THE TASK: In the material below, find every line with "validation" and pull it out.

========================================================================

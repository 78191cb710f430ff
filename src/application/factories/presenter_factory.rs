use crate::adapters::outbound::filesystem::{FileSystemWriter, StdoutPresenter};
use crate::ports::outbound::OutputPresenter;
use std::path::PathBuf;

/// Where presented output ends up
#[derive(Debug, Clone, PartialEq, Eq)]
pub enum PresenterType {
    Stdout,
    File(PathBuf),
}

impl PresenterType {
    /// File output when a path is given, stdout otherwise
    pub fn from_output(output: Option<PathBuf>) -> Self {
        output.map_or(PresenterType::Stdout, PresenterType::File)
    }
}

/// Factory for creating output presenters
///
/// Keeps the choice between infrastructure adapters out of the CLI glue.
pub struct PresenterFactory;

impl PresenterFactory {
    /// Creates a presenter instance for the specified type
    ///
    /// # Examples
    /// ```
    /// use prompt_ops::application::factories::{PresenterFactory, PresenterType};
    ///
    /// let presenter = PresenterFactory::create(PresenterType::Stdout);
    /// ```
    pub fn create(presenter_type: PresenterType) -> Box<dyn OutputPresenter> {
        match presenter_type {
            PresenterType::Stdout => Box::new(StdoutPresenter::new()),
            PresenterType::File(path) => Box::new(FileSystemWriter::new(path)),
        }
    }
}

#[cfg(test)]
mod tests {
    use super::*;
    use std::fs;
    use tempfile::TempDir;

    #[test]
    fn test_from_output() {
        assert_eq!(PresenterType::from_output(None), PresenterType::Stdout);
        assert_eq!(
            PresenterType::from_output(Some(PathBuf::from("plan.json"))),
            PresenterType::File(PathBuf::from("plan.json"))
        );
    }

    #[test]
    fn test_create_file_presenter_writes_to_path() {
        let temp_dir = TempDir::new().unwrap();
        let path = temp_dir.path().join("plan.txt");

        let presenter = PresenterFactory::create(PresenterType::File(path.clone()));
        presenter.present("OPTIMIZATION PLAN\n").unwrap();

        assert_eq!(fs::read_to_string(&path).unwrap(), "OPTIMIZATION PLAN\n");
    }

    #[test]
    fn test_create_stdout_presenter() {
        let presenter = PresenterFactory::create(PresenterType::Stdout);
        assert!(presenter.present("").is_ok());
    }
}
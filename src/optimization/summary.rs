use super::dataset::DatasetSizes;
use super::settings::OptimizationSettings;
use crate::shared::Result;
use chrono::{DateTime, Utc};
use serde::Serialize;
use serde_json::Value;
use std::collections::BTreeMap;
use std::fmt;

const UNKNOWN: &str = "Unknown";

/// Snapshot of what an optimization run is about to do
#[derive(Debug, Clone, PartialEq, Serialize)]
pub struct PreOptimizationSummary {
    pub task_model: String,
    pub proposer_model: String,
    pub metric_name: String,
    pub train_size: usize,
    pub val_size: usize,
    pub optimizer_params: BTreeMap<String, Value>,
    pub guidance: Option<String>,
    pub baseline_score: Option<f64>,
    pub generated_at: DateTime<Utc>,
}

impl PreOptimizationSummary {
    pub fn new(
        settings: &OptimizationSettings,
        sizes: DatasetSizes,
        baseline_score: Option<f64>,
    ) -> Self {
        Self {
            task_model: settings
                .task_model
                .clone()
                .unwrap_or_else(|| UNKNOWN.to_string()),
            proposer_model: settings
                .proposer_model
                .clone()
                .unwrap_or_else(|| UNKNOWN.to_string()),
            metric_name: settings
                .metric
                .clone()
                .unwrap_or_else(|| "None".to_string()),
            train_size: sizes.train,
            val_size: sizes.validation,
            optimizer_params: settings.optimizer_params(),
            guidance: settings.guidance.clone(),
            baseline_score,
            generated_at: Utc::now(),
        }
    }

    /// Placeholder returned when the real summary could not be produced
    pub fn minimal() -> Self {
        Self {
            task_model: UNKNOWN.to_string(),
            proposer_model: UNKNOWN.to_string(),
            metric_name: UNKNOWN.to_string(),
            train_size: 0,
            val_size: 0,
            optimizer_params: BTreeMap::new(),
            guidance: None,
            baseline_score: None,
            generated_at: Utc::now(),
        }
    }

    /// Emits the summary at info level, one record per line
    pub fn log(&self) {
        for line in self.to_string().lines() {
            log::info!("{}", line);
        }
    }

    pub fn to_json(&self) -> Result<String> {
        Ok(serde_json::to_string_pretty(self)?)
    }
}

impl fmt::Display for PreOptimizationSummary {
    fn fmt(&self, f: &mut fmt::Formatter<'_>) -> fmt::Result {
        writeln!(f, "=== Pre-Optimization Summary ===")?;
        writeln!(f, "Task Model       : {}", self.task_model)?;
        writeln!(f, "Proposer Model   : {}", self.proposer_model)?;
        writeln!(f, "Metric           : {}", self.metric_name)?;
        writeln!(f, "Train / Val size : {} / {}", self.train_size, self.val_size)?;

        if !self.optimizer_params.is_empty() {
            let params = self
                .optimizer_params
                .iter()
                .map(|(key, value)| format!("{}={}", key, value))
                .collect::<Vec<_>>()
                .join(", ");
            writeln!(f, "Optimizer Params : {}", params)?;
        }
        if let Some(guidance) = &self.guidance {
            writeln!(f, "Guidance         : {}", guidance)?;
        }
        if let Some(score) = self.baseline_score {
            writeln!(f, "Baseline Score   : {:.4}", score)?;
        }
        Ok(())
    }
}
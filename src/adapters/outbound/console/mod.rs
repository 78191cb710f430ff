/// Console adapters for terminal output
mod progress_reporter;

pub use progress_reporter::ConsoleProgressReporter;
use crate::shared::Result;
use std::path::Path;

/// DatasetReader port for inspecting a dataset file
pub trait DatasetReader {
    /// Counts the examples in the dataset at `path`
    ///
    /// # Errors
    /// Returns an error if the file is missing, unreadable or not a list of
    /// examples
    fn count_examples(&self, path: &Path) -> Result<usize>;
}
use crate::application::dto::{OutputFormat, PlanRequest, PlanResponse};
use crate::optimization::{
    DatasetSizes, OptimizationPlan, OptimizationSettings, PreOptimizationSummary,
};
use crate::ports::outbound::{BaselineScorer, DatasetReader, OutputPresenter};
use crate::shared::Result;
use std::time::{Duration, Instant};

/// PlanOptimizationUseCase - builds and presents the pre-optimization plan
///
/// # Type Parameters
/// * `DR` - DatasetReader implementation
/// * `OP` - OutputPresenter implementation
pub struct PlanOptimizationUseCase<DR, OP> {
    dataset_reader: DR,
    presenter: OP,
    baseline_scorer: Option<Box<dyn BaselineScorer>>,
}

impl<DR, OP> PlanOptimizationUseCase<DR, OP>
where
    DR: DatasetReader,
    OP: OutputPresenter,
{
    /// Creates a new PlanOptimizationUseCase with injected dependencies
    pub fn new(dataset_reader: DR, presenter: OP) -> Self {
        Self {
            dataset_reader,
            presenter,
            baseline_scorer: None,
        }
    }

    /// Scorer used when the settings ask for a baseline
    pub fn with_baseline_scorer(mut self, scorer: impl BaselineScorer + 'static) -> Self {
        self.baseline_scorer = Some(Box::new(scorer));
        self
    }

    /// Builds the plan and summary for the request
    ///
    /// # Errors
    /// Returns an error if the settings or split are invalid, or the dataset
    /// cannot be read. A failing baseline scorer is not an error.
    pub fn create_summary(&self, request: &PlanRequest) -> Result<PlanResponse> {
        request.settings.validate()?;
        request.split.validate()?;

        let sizes = self.dataset_sizes(request)?;
        let (baseline_score, baseline_duration) = self.compute_baseline(&request.settings);

        Ok(PlanResponse {
            plan: OptimizationPlan::new(&request.settings, sizes, baseline_duration),
            summary: PreOptimizationSummary::new(&request.settings, sizes, baseline_score),
        })
    }

    /// Presents a previously built plan in the requested format
    pub fn present(&self, response: &PlanResponse, format: OutputFormat) -> Result<()> {
        let content = match format {
            OutputFormat::Text => response.plan.to_string(),
            OutputFormat::Json => serde_json::to_string_pretty(response)? + "\n",
        };
        self.presenter.present(&content)
    }

    /// Builds, presents and logs the summary, never failing
    ///
    /// Any error is logged as a warning and a minimal summary is returned so
    /// the optimization run that asked for it can carry on.
    pub fn execute(&self, request: &PlanRequest) -> PreOptimizationSummary {
        let outcome = self.create_summary(request).and_then(|response| {
            self.present(&response, OutputFormat::Text)?;
            Ok(response.summary)
        });

        match outcome {
            Ok(summary) => {
                summary.log();
                summary
            }
            Err(e) => {
                log::warn!("Failed to create or display pre-optimization summary: {}", e);
                PreOptimizationSummary::minimal()
            }
        }
    }

    fn dataset_sizes(&self, request: &PlanRequest) -> Result<DatasetSizes> {
        let Some(path) = request.dataset_path.as_deref() else {
            return Ok(DatasetSizes::default());
        };

        let total = self.dataset_reader.count_examples(path)?;
        let sizes = request.split.apply(total);
        log::debug!(
            "dataset {} has {} examples: {} train / {} validation / {} test",
            path.display(),
            total,
            sizes.train,
            sizes.validation,
            sizes.test
        );
        Ok(sizes)
    }

    /// Scores the unoptimized prompt and times it, if asked to
    fn compute_baseline(&self, settings: &OptimizationSettings) -> (Option<f64>, Option<Duration>) {
        if !settings.compute_baseline {
            return (None, None);
        }

        let Some(scorer) = &self.baseline_scorer else {
            log::warn!("compute_baseline is enabled but no baseline scorer is available; skipping");
            return (None, None);
        };

        let start = Instant::now();
        match scorer.score() {
            Ok(score) => (Some(score), Some(start.elapsed())),
            Err(e) => {
                log::warn!("Failed to compute baseline score: {}", e);
                (None, None)
            }
        }
    }
}
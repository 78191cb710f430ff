use crate::shared::Result;

/// BaselineScorer port for scoring the unoptimized prompt
///
/// Implementations evaluate the current prompt on the test set. The caller
/// measures how long that takes to estimate the cost of each trial.
pub trait BaselineScorer {
    fn score(&self) -> Result<f64>;
}
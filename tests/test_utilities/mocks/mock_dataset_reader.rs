use std::path::Path;
use prompt_ops::prelude::*;

/// Mock DatasetReader for testing
pub struct MockDatasetReader {
    count: usize,
    should_fail: bool,
}

impl MockDatasetReader {
    pub fn new(count: usize) -> Self {
        Self {
            count,
            should_fail: false,
        }
    }

    pub fn with_failure() -> Self {
        Self {
            count: 0,
            should_fail: true,
        }
    }
}

impl DatasetReader for MockDatasetReader {
    fn count_examples(&self, path: &Path) -> Result<usize> {
        if self.should_fail {
            anyhow::bail!("Mock dataset read failure: {}", path.display());
        }
        Ok(self.count)
    }
}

========================================================================

SOLUTION:
            val_size: sizes.validation,
            "dataset {} has {} examples: {} train / {} validation / {} test",
            sizes.validation,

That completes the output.